Was he talking about the bra-stripping human resource executive who got drunk at the Coyote Ugly Bar during a business trip? No.
Was he referring to the underwriting executive who received more than $80,000 in severance after being accused of having an affair with an underling? Nope.
Could he have been talking about the Citizens’ employee who ran a sex toy operation out of Citizens’ mail room? Not at all.
Gilway reserved such harsh language for members of the media, whose watchdog journalism uncovered these and other improprieties that have taken place at the taxpayer-backed Citizens in recent years.
During a special hearing to address many of the allegations of corporate misconduct at Citizens, Gilway and members of Citizens board spent considerable time attacking the reporters and columnists that have written about the scandal surrounding the company.
While the reports have been poignant enough to spur two investigations by Gov. Rick Scott’s chief Inspector General in the past three months, Gilway and board members spent much of Tuesday’s launching thinly-veiled attacks against the authors of those reports.

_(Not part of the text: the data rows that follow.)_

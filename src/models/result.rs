use chrono::{DateTime, Utc};
use serde::{Deserialize, Serialize};
use std::fmt;
use uuid::Uuid;

/// Canonical type of a published result
#[derive(Debug, Clone, PartialEq, Eq, Hash)]
pub enum ResultType {
    Activity,
    Member,
    Organization,
    /// Any other declared canonical type
    Custom(String),
}

impl ResultType {
    pub fn as_str(&self) -> &str {
        match self {
            Self::Activity => "activity",
            Self::Member => "member",
            Self::Organization => "organization",
            Self::Custom(name) => name,
        }
    }
}

impl fmt::Display for ResultType {
    fn fmt(&self, f: &mut fmt::Formatter<'_>) -> fmt::Result {
        f.write_str(self.as_str())
    }
}

impl From<&str> for ResultType {
    fn from(s: &str) -> Self {
        match s {
            "activity" => Self::Activity,
            "member" => Self::Member,
            "organization" => Self::Organization,
            other => Self::Custom(other.to_string()),
        }
    }
}

impl Serialize for ResultType {
    fn serialize<S: serde::Serializer>(&self, serializer: S) -> Result<S::Ok, S::Error> {
        serializer.serialize_str(self.as_str())
    }
}

impl<'de> Deserialize<'de> for ResultType {
    fn deserialize<D: serde::Deserializer<'de>>(deserializer: D) -> Result<Self, D::Error> {
        let value = String::deserialize(deserializer)?;
        Ok(Self::from(value.as_str()))
    }
}

/// Canonical activity produced by a platform processor
#[derive(Debug, Clone, PartialEq, Serialize, Deserialize)]
#[serde(rename_all = "camelCase")]
pub struct ActivityData {
    #[serde(rename = "type")]
    pub activity_type: String,
    pub timestamp: DateTime<Utc>,
    /// Natural key of the activity on its platform, used as the sink dedup key
    pub source_id: String,
    #[serde(default, skip_serializing_if = "Option::is_none")]
    pub source_parent_id: Option<String>,
    #[serde(default, skip_serializing_if = "Option::is_none")]
    pub channel: Option<String>,
    #[serde(default, skip_serializing_if = "Option::is_none")]
    pub title: Option<String>,
    #[serde(default, skip_serializing_if = "Option::is_none")]
    pub body: Option<String>,
    #[serde(default, skip_serializing_if = "Option::is_none")]
    pub url: Option<String>,
    #[serde(default)]
    pub member: serde_json::Value,
    #[serde(default)]
    pub attributes: serde_json::Value,
}

/// Result row as persisted for the sink
#[derive(Debug, Clone, PartialEq, Serialize, Deserialize)]
pub struct IntegrationResult {
    pub id: Uuid,
    pub result_type: ResultType,
    pub data: serde_json::Value,
    pub stream_id: Uuid,
    pub data_id: Uuid,
    pub tenant_id: Uuid,
    pub integration_id: Uuid,
    pub onboarding: bool,
    pub created_at: DateTime<Utc>,
}

#[derive(Debug, Clone, PartialEq)]
pub struct NewIntegrationResult {
    pub result_type: ResultType,
    pub data: serde_json::Value,
    pub data_id: Uuid,
    pub onboarding: bool,
}

#[cfg(test)]
mod tests {
    use super::*;

    #[test]
    fn test_result_type_string_forms() {
        assert_eq!(ResultType::from("activity"), ResultType::Activity);
        assert_eq!(
            ResultType::from("twitter_profile"),
            ResultType::Custom("twitter_profile".to_string())
        );
        assert_eq!(
            serde_json::to_string(&ResultType::Organization).unwrap(),
            "\"organization\""
        );
    }

    #[test]
    fn test_activity_wire_format() {
        let activity: ActivityData = serde_json::from_value(serde_json::json!({
            "type": "message",
            "timestamp": "2024-01-01T00:00:00Z",
            "sourceId": "msg-1",
            "channel": "general"
        }))
        .unwrap();
        assert_eq!(activity.source_id, "msg-1");
        assert_eq!(activity.channel.as_deref(), Some("general"));
        assert!(activity.member.is_null());
    }
}
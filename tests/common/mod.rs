#![allow(dead_code)]

pub mod fixtures;
pub mod processors;

pub use fixtures::*;
pub use processors::*;
use crate::constants::system;
use serde::{Deserialize, Serialize};
use uuid::Uuid;

/// A configured connection to one external platform for one tenant
#[derive(Debug, Clone, PartialEq, Serialize, Deserialize)]
pub struct Integration {
    pub id: Uuid,
    pub tenant_id: Uuid,
    pub platform: String,
    pub status: String,
    pub integration_identifier: Option<String>,
    pub settings: serde_json::Value,
    pub token: Option<String>,
    pub refresh_token: Option<String>,
}

impl Integration {
    pub fn needs_reconnect(&self) -> bool {
        self.status == system::INTEGRATION_NEEDS_RECONNECT
    }

    /// Snapshot handed to processors; processors never mutate the integration
    /// directly, only through context callbacks.
    pub fn snapshot(&self) -> IntegrationSnapshot {
        IntegrationSnapshot {
            id: self.id,
            identifier: self.integration_identifier.clone(),
            platform: self.platform.clone(),
            status: self.status.clone(),
            settings: self.settings.clone(),
            token: self.token.clone(),
            refresh_token: self.refresh_token.clone(),
        }
    }
}

#[derive(Debug, Clone, PartialEq, Serialize, Deserialize)]
pub struct IntegrationSnapshot {
    pub id: Uuid,
    pub identifier: Option<String>,
    pub platform: String,
    pub status: String,
    pub settings: serde_json::Value,
    pub token: Option<String>,
    pub refresh_token: Option<String>,
}

/// Shallow merge of `patch` into `current`: top-level keys of `patch` replace
/// those of `current`. A non-object on either side yields `patch`.
pub fn merge_settings(current: &serde_json::Value, patch: &serde_json::Value) -> serde_json::Value {
    match (current, patch) {
        (serde_json::Value::Object(current), serde_json::Value::Object(patch)) => {
            let mut merged = current.clone();
            for (key, value) in patch {
                merged.insert(key.clone(), value.clone());
            }
            serde_json::Value::Object(merged)
        }
        (_, patch) => patch.clone(),
    }
}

The board also pointed out that many of the allegations—including huge severance payments to disgraced employees, sexual improprieties, employee favoritism and the altering of incriminating documents—had occurred under a previous president.
“I feel bad about what happened in the past administration,” said board member Carol Everhart.
Gilway joined Citizens in June.
Blame was also deflected to the Office of Corporate Integrity—which uncovered piles of incriminating evidence against top executives and was disbanded last month.
Gilway said the explosive 73-page report drafted by the Office of Corporate Integrity was riddled with inaccuracies and unworthy of being presented to the board. Instead, boardmembers were presented with a 5-page report, omitting many of the specific details in the longer draft by OCI.
Gilway did take a bit of blame for closing the Office of Corporate Integrity at a time when Citizens’ was being investigated for lavish executive spending on travel and meals. Gov. Scott, Chief Financial Officier Jeff Atwater, and other top elected officials have openly criticized that decision.
“The bad decision was not to eliminate the Office of Corporate Integrity,” said Gilway. “The bad decision was how we did it. Dumb.”